Here is a solution that works with your integer example and would also work with numeric vectors. I am also assuming that:
both vectors contain the same number of sequences
a new sequence starts where value[i+1] <= value[i]
If your vectors are non-numeric or if one of my assumptions does not fit your problem, you'll have to clarify.
v1 <- c(1,2,3,4,1,2,5)
v2 <- c(1,2,3,1,2,3,4,5)
v1.sequences <- split(v1, cumsum(c(TRUE, diff(v1) <= 0)))
v2.sequences <- split(v2, cumsum(c(TRUE, diff(v2) <= 0)))
align.fun <- function(s1, s2) { #aligns two sequences
s12 <- sort(unique(c(s1, s2)))
cbind(ifelse(s12 %in% s1, s12, NA),
ifelse(s12 %in% s2, s12, NA))
}
do.call(rbind, mapply(align.fun, v1.sequences, v2.sequences))
# [,1] [,2]
# [1,] 1 1
# [2,] 2 2
# [3,] 3 3
# [4,] 4 NA
# [5,] 1 1
# [6,] 2 2
# [7,] NA 3
# [8,] NA 4
# [9,] 5 5
I maintain that your problem might be solved in terms of the shortest common supersequence. It assumes that your two vectors each represent one sequence. Please give the code below a try.
If it still does not solve your problem, you'll have to explain exactly what you mean by "my vector contains not one but many sequences": define what you mean by a sequence and tell us how sequences can be identified by scanning through your two vectors.
Part I: given two sequences, find the longest common subsequence
LongestCommonSubsequence <- function(X, Y) {
m <- length(X)
n <- length(Y)
C <- matrix(0, 1 + m, 1 + n)
for (i in seq_len(m)) {
for (j in seq_len(n)) {
if (X[i] == Y[j]) {
C[i + 1, j + 1] = C[i, j] + 1
} else {
C[i + 1, j + 1] = max(C[i + 1, j], C[i, j + 1])
}
}
}
backtrack <- function(C, X, Y, i, j) {
if (i == 1 | j == 1) {
return(data.frame(I = c(), J = c(), LCS = c()))
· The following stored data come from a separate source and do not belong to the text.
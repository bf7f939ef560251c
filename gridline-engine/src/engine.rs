//! The table engine orchestrator.

use crate::config::TableConfig;
use crate::error::{EngineError, EngineResult};
use crate::export;
use crate::filter;
use crate::guard::AccessGuard;
use crate::page;
use crate::remote::RemoteStore;
use crate::session::{self, EditSession, FieldInput};
use crate::sort::{self, SortDirection};
use gridline_model::{Row, Schema};
use serde_json::Value;
use std::sync::Arc;
use tracing::{debug, info, warn};

/// Owns the collection state and the derived view over it.
///
/// Rows flow through filter, then sort, then pagination; the derived
/// accessors recompute the pipeline from the same inputs every call, so
/// there is no cached view to invalidate. While a load or a remote write
/// is in flight, user-facing actions degrade to silent no-ops rather
/// than queueing up behind it.
pub struct TableEngine {
    config: TableConfig,
    remote: Arc<dyn RemoteStore>,
    schema: Schema,
    rows: Vec<Row>,
    query: String,
    filter_column: Option<String>,
    sort_column: Option<String>,
    sort_direction: SortDirection,
    page_index: usize,
    session: EditSession,
    guard: AccessGuard,
    loading: bool,
}

impl TableEngine {
    /// Creates an engine over the given remote, with no data loaded yet.
    pub fn new(config: TableConfig, remote: Arc<dyn RemoteStore>) -> Self {
        let guard = AccessGuard::new(config.protection_enabled, config.secret.clone());
        Self {
            config,
            remote,
            schema: Schema::default(),
            rows: Vec::new(),
            query: String::new(),
            filter_column: None,
            sort_column: None,
            sort_direction: SortDirection::default(),
            page_index: 1,
            session: EditSession::default(),
            guard,
            loading: false,
        }
    }

    // ── loading ──

    /// Fetches the schema and all rows from the remote store.
    ///
    /// Both are fetched before either is applied: a failed or invalid
    /// fetch leaves the previously loaded schema and rows untouched.
    pub async fn refresh(&mut self) -> EngineResult<()> {
        if self.loading {
            return Ok(());
        }
        self.loading = true;
        let result = self.refresh_inner().await;
        self.loading = false;
        if let Err(e) = &result {
            warn!("Refresh failed: {e}");
        }
        result
    }

    async fn refresh_inner(&mut self) -> EngineResult<()> {
        let schema = self.remote.fetch_schema().await?;
        if let Err(e) = schema.validate() {
            return Err(EngineError::RemoteRead(format!("remote schema is invalid: {e}")));
        }
        let rows = self.remote.fetch_rows().await?;
        info!(fields = schema.len(), rows = rows.len(), "Loaded remote collection");
        self.schema = schema;
        self.rows = rows;
        Ok(())
    }

    // ── view state ──

    /// Sets the filter query and returns to the first page.
    pub fn set_query(&mut self, query: impl Into<String>) {
        if self.loading {
            return;
        }
        self.query = query.into();
        self.page_index = 1;
    }

    /// Restricts filtering to one column (`None` searches every column)
    /// and returns to the first page.
    pub fn set_filter_column(&mut self, column: Option<String>) {
        if self.loading {
            return;
        }
        self.filter_column = column;
        self.page_index = 1;
    }

    /// Sorts by the given column, flipping direction when it is already
    /// the active sort column.
    pub fn toggle_sort(&mut self, column: impl Into<String>) {
        if self.loading {
            return;
        }
        let column = column.into();
        if self.sort_column.as_deref() == Some(column.as_str()) {
            self.sort_direction = self.sort_direction.flipped();
        } else {
            self.sort_column = Some(column);
            self.sort_direction = SortDirection::Ascending;
        }
    }

    /// Moves to a 1-based page. Out-of-range targets are ignored.
    pub fn set_page(&mut self, page_index: usize) {
        if self.loading {
            return;
        }
        if page_index >= 1 && page_index <= self.total_pages() {
            self.page_index = page_index;
        }
    }

    /// Advances one page, if there is one.
    pub fn next_page(&mut self) {
        self.set_page(self.page_index + 1);
    }

    /// Goes back one page, if there is one.
    pub fn prev_page(&mut self) {
        self.set_page(self.page_index.saturating_sub(1));
    }

    // ── derived views ──

    /// The filtered and sorted row sequence, before pagination.
    pub fn filtered_rows(&self) -> Vec<&Row> {
        let mut rows = filter::filter_rows(
            &self.rows,
            &self.query,
            self.filter_column.as_deref(),
            &self.schema,
        );
        sort::sort_rows(&mut rows, self.sort_column.as_deref(), self.sort_direction);
        rows
    }

    /// The rows of the current page.
    pub fn page_rows(&self) -> Vec<&Row> {
        let filtered = self.filtered_rows();
        page::page_slice(&filtered, self.page_index, self.config.page_size).to_vec()
    }

    /// Total pages for the current filtered sequence.
    pub fn total_pages(&self) -> usize {
        page::total_pages(self.filtered_rows().len(), self.config.page_size)
    }

    // ── editing ──

    /// Starts editing the row at the given offset into the current page.
    /// A no-op while loading, while another session is active, or when
    /// the offset is out of range.
    pub fn begin_edit(&mut self, page_offset: usize) -> EngineResult<()> {
        if self.loading || self.session.is_active() {
            return Ok(());
        }
        self.guard.ensure_verified()?;
        let Some(row) = self.page_rows().get(page_offset).map(|r| (*r).clone()) else {
            return Ok(());
        };
        debug!(id = ?row.id(), "Editing row");
        self.session.begin_existing(&row);
        Ok(())
    }

    /// Inserts a pending row built from schema defaults at the head of
    /// the collection and opens a session on it. Idempotent while a
    /// session is already active.
    pub fn begin_new(&mut self) -> EngineResult<()> {
        if self.loading || self.session.is_active() {
            return Ok(());
        }
        self.guard.ensure_verified()?;
        let row = Row::from_defaults(&self.schema);
        self.rows.insert(0, row.clone());
        self.page_index = 1;
        self.session.begin_new(row);
        Ok(())
    }

    /// Applies a field input to the active draft.
    pub fn set_field(&mut self, key: &str, input: FieldInput) {
        if self.loading {
            return;
        }
        self.session.set_field(&self.schema, key, input);
    }

    /// Abandons the active session. A new row's optimistic insert is
    /// rolled back; an existing row is left as it was.
    pub fn cancel_edit(&mut self) {
        if self.loading {
            return;
        }
        if let Some(temp_id) = self.session.draft().and_then(Row::temp_id) {
            let temp_id = temp_id.to_string();
            self.rows.retain(|r| r.temp_id() != Some(temp_id.as_str()));
        }
        self.session.clear();
    }

    /// Validates and commits the active draft to the remote store.
    ///
    /// Required-field validation runs before any network call; a
    /// validation or remote failure keeps the session active so the
    /// draft is not lost. On success the confirmed row replaces its
    /// local counterpart and the session closes.
    pub async fn save(&mut self) -> EngineResult<()> {
        if self.loading || !self.session.is_active() {
            return Ok(());
        }
        self.guard.ensure_verified()?;

        let EditSession::Editing { draft, original, is_new } = self.session.clone() else {
            return Ok(());
        };
        let mut draft = draft;

        let missing = session::missing_required_fields(&self.schema, &draft);
        if !missing.is_empty() {
            return Err(EngineError::Validation(missing));
        }
        session::normalize_selects(&self.schema, &mut draft);
        if let Some(original) = &original {
            session::restore_locked_fields(&self.schema, &mut draft, original);
        }

        self.loading = true;
        let result = if is_new {
            self.commit_create(&draft).await
        } else {
            self.commit_update(&draft, original.as_ref()).await
        };
        self.loading = false;

        match result {
            Ok(()) => {
                self.session.clear();
                Ok(())
            }
            Err(e) => {
                warn!("Save failed: {e}");
                Err(e)
            }
        }
    }

    async fn commit_create(&mut self, draft: &Row) -> EngineResult<()> {
        let created = self.remote.create(&draft.without_id()).await?;
        info!(id = ?created.id(), "Created row");
        if let Some(temp_id) = draft.temp_id() {
            self.rows.retain(|r| r.temp_id() != Some(temp_id));
        }
        self.rows.insert(0, created);
        Ok(())
    }

    async fn commit_update(&mut self, draft: &Row, original: Option<&Row>) -> EngineResult<()> {
        let Some(id) = original.and_then(Row::id).cloned() else {
            return Err(EngineError::RemoteWrite("row has no id to update".to_string()));
        };
        let updated = self.remote.update(&id, draft).await?;
        info!(id = ?updated.id(), "Updated row");
        if let Some(stored) = self.rows.iter_mut().find(|r| r.id() == Some(&id)) {
            *stored = updated;
        }
        Ok(())
    }

    /// Deletes the row at the given offset into the current page. A
    /// no-op while loading or while an edit session is active.
    ///
    /// When the deletion empties the current page, the page index steps
    /// back by one (never below the first page).
    pub async fn delete_row(&mut self, page_offset: usize) -> EngineResult<()> {
        if self.loading || self.session.is_active() {
            return Ok(());
        }
        self.guard.ensure_verified()?;
        let Some(id) = self
            .page_rows()
            .get(page_offset)
            .and_then(|r| r.id())
            .cloned()
        else {
            return Ok(());
        };

        self.loading = true;
        let result = self.remote.delete(&id).await;
        self.loading = false;

        match result {
            Ok(()) => {
                info!(id = ?id, "Deleted row");
                self.rows.retain(|r| r.id() != Some(&id));
                if self.page_index > 1 && self.page_index > self.total_pages() {
                    self.page_index -= 1;
                }
                Ok(())
            }
            Err(e) => {
                warn!("Delete failed: {e}");
                Err(e)
            }
        }
    }

    // ── access guard ──

    /// Attempts to verify the configured secret.
    pub fn unlock(&mut self, input: &str) -> EngineResult<()> {
        self.guard.unlock(input)
    }

    /// Re-locks mutating actions.
    pub fn lock(&mut self) {
        self.guard.lock();
    }

    /// Whether mutating actions are currently allowed.
    pub fn is_unlocked(&self) -> bool {
        self.guard.is_verified()
    }

    // ── export ──

    /// Serializes the current filtered and sorted sequence to CSV bytes,
    /// falling back to the full collection when the filter matches no
    /// row. Empty while a load is in flight.
    pub fn export_csv(&self) -> Vec<u8> {
        if self.loading {
            return Vec::new();
        }
        let filtered = self.filtered_rows();
        if filtered.is_empty() {
            return export::rows_to_csv(&self.rows.iter().collect::<Vec<_>>());
        }
        export::rows_to_csv(&filtered)
    }

    // ── accessors ──

    /// The active schema.
    pub fn schema(&self) -> &Schema {
        &self.schema
    }

    /// The full unfiltered collection.
    pub fn rows(&self) -> &[Row] {
        &self.rows
    }

    /// Whether a load or remote write is in flight.
    pub fn is_loading(&self) -> bool {
        self.loading
    }

    /// Whether an edit session is active.
    pub fn is_editing(&self) -> bool {
        self.session.is_active()
    }

    /// Whether the active session is creating a new row.
    pub fn is_editing_new(&self) -> bool {
        self.session.is_new()
    }

    /// The active draft, if any.
    pub fn draft(&self) -> Option<&Row> {
        self.session.draft()
    }

    /// The value of one field on the active draft.
    pub fn draft_value(&self, key: &str) -> Option<&Value> {
        self.session.draft().and_then(|d| d.get(key))
    }

    /// The current filter query.
    pub fn query(&self) -> &str {
        &self.query
    }

    /// The column filtering is restricted to, if any.
    pub fn filter_column(&self) -> Option<&str> {
        self.filter_column.as_deref()
    }

    /// The active sort column, if any.
    pub fn sort_column(&self) -> Option<&str> {
        self.sort_column.as_deref()
    }

    /// The active sort direction.
    pub fn sort_direction(&self) -> SortDirection {
        self.sort_direction
    }

    /// The current 1-based page index.
    pub fn page_index(&self) -> usize {
        self.page_index
    }

    /// The configuration the engine was created with.
    pub fn config(&self) -> &TableConfig {
        &self.config
    }
}
use gridline_engine::SortDirection;
use gridline_engine::sort::sort_rows;
use gridline_model::Row;
use pretty_assertions::assert_eq;
use serde_json::json;

fn rows(values: &[serde_json::Value]) -> Vec<Row> {
    values
        .iter()
        .map(|v| serde_json::from_value(v.clone()).unwrap())
        .collect()
}

fn ids(sorted: &[&Row]) -> Vec<i64> {
    sorted.iter().map(|r| r.id().unwrap().as_i64().unwrap()).collect()
}

// ── Basic ordering ───────────────────────────────────────────────

#[test]
fn no_column_keeps_identity_order() {
    let rows = rows(&[json!({"id": 2}), json!({"id": 1})]);
    let mut refs: Vec<&Row> = rows.iter().collect();
    sort_rows(&mut refs, None, SortDirection::Ascending);
    assert_eq!(ids(&refs), vec![2, 1]);
}

#[test]
fn numbers_sort_numerically() {
    let rows = rows(&[
        json!({"id": 1, "age": 10}),
        json!({"id": 2, "age": 2}),
        json!({"id": 3, "age": 30}),
    ]);
    let mut refs: Vec<&Row> = rows.iter().collect();
    sort_rows(&mut refs, Some("age"), SortDirection::Ascending);
    assert_eq!(ids(&refs), vec![2, 1, 3]);
}

#[test]
fn strings_sort_lexicographically() {
    let rows = rows(&[
        json!({"id": 1, "name": "carol"}),
        json!({"id": 2, "name": "alice"}),
        json!({"id": 3, "name": "bob"}),
    ]);
    let mut refs: Vec<&Row> = rows.iter().collect();
    sort_rows(&mut refs, Some("name"), SortDirection::Ascending);
    assert_eq!(ids(&refs), vec![2, 3, 1]);
}

#[test]
fn booleans_sort_false_first() {
    let rows = rows(&[
        json!({"id": 1, "active": true}),
        json!({"id": 2, "active": false}),
    ]);
    let mut refs: Vec<&Row> = rows.iter().collect();
    sort_rows(&mut refs, Some("active"), SortDirection::Ascending);
    assert_eq!(ids(&refs), vec![2, 1]);
}

#[test]
fn descending_reverses_comparisons() {
    let rows = rows(&[
        json!({"id": 1, "age": 10}),
        json!({"id": 2, "age": 30}),
        json!({"id": 3, "age": 20}),
    ]);
    let mut refs: Vec<&Row> = rows.iter().collect();
    sort_rows(&mut refs, Some("age"), SortDirection::Descending);
    assert_eq!(ids(&refs), vec![2, 3, 1]);
}

// ── Nulls last ───────────────────────────────────────────────────

#[test]
fn nulls_sort_last_ascending() {
    let rows = rows(&[
        json!({"id": 1, "age": null}),
        json!({"id": 2, "age": 5}),
        json!({"id": 3}),
        json!({"id": 4, "age": 1}),
    ]);
    let mut refs: Vec<&Row> = rows.iter().collect();
    sort_rows(&mut refs, Some("age"), SortDirection::Ascending);
    assert_eq!(ids(&refs), vec![4, 2, 1, 3]);
}

#[test]
fn nulls_sort_last_descending_too() {
    let rows = rows(&[
        json!({"id": 1, "age": null}),
        json!({"id": 2, "age": 5}),
        json!({"id": 3, "age": 9}),
    ]);
    let mut refs: Vec<&Row> = rows.iter().collect();
    sort_rows(&mut refs, Some("age"), SortDirection::Descending);
    assert_eq!(ids(&refs), vec![3, 2, 1]);
}

// ── Stability ────────────────────────────────────────────────────

#[test]
fn ties_preserve_prior_order() {
    let rows = rows(&[
        json!({"id": 1, "group": "b"}),
        json!({"id": 2, "group": "a"}),
        json!({"id": 3, "group": "b"}),
        json!({"id": 4, "group": "a"}),
    ]);
    let mut refs: Vec<&Row> = rows.iter().collect();
    sort_rows(&mut refs, Some("group"), SortDirection::Ascending);
    assert_eq!(ids(&refs), vec![2, 4, 1, 3]);
}

#[test]
fn direction_flip_helper() {
    assert_eq!(SortDirection::Ascending.flipped(), SortDirection::Descending);
    assert_eq!(SortDirection::Descending.flipped(), SortDirection::Ascending);
}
} else if (X[i - 1] == Y[j - 1]) {
return(rbind(backtrack(C, X, Y, i - 1, j - 1),
data.frame(LCS = X[i - 1], I = i - 1, J = j - 1)))
} else if (C[i, j - 1] > C[i - 1, j]) {
return(backtrack(C, X, Y, i, j - 1))
} else {
return(backtrack(C, X, Y, i - 1, j))
}
}
return(backtrack(C, X, Y, m + 1, n + 1))
}
Part II: given two sequences, find the shortest common supersequence
ShortestCommonSupersequence <- function(X, Y) {
LCS <- LongestCommonSubsequence(X, Y)[c("I", "J")]
X.df <- data.frame(X = X, I = seq_along(X), stringsAsFactors = FALSE)
Y.df <- data.frame(Y = Y, J = seq_along(Y), stringsAsFactors = FALSE)
ALL <- merge(LCS, X.df, by = "I", all = TRUE)
ALL <- merge(ALL, Y.df, by = "J", all = TRUE)
ALL <- ALL[order(pmax(ifelse(is.na(ALL$I), 0, ALL$I),
ifelse(is.na(ALL$J), 0, ALL$J))), ]
ALL$SCS <- ifelse(is.na(ALL$X), ALL$Y, ALL$X)
ALL
}
Your Example:
ShortestCommonSupersequence(X = c("a","g","b","h","a","g","c"),
Y = c("a","g","b","a","g","b","h","c"))
# J I X Y SCS
# 1 1 1 a a a
# 2 2 2 g g g
# 3 3 3 b b b
# 9 NA 4 h <NA> h
# 4 4 5 a a a
# 5 5 6 g g g
# 6 6 NA <NA> b b
# 7 7 NA <NA> h h
# 8 8 7 c c c
(where the two updated vectors are in columns X and Y.)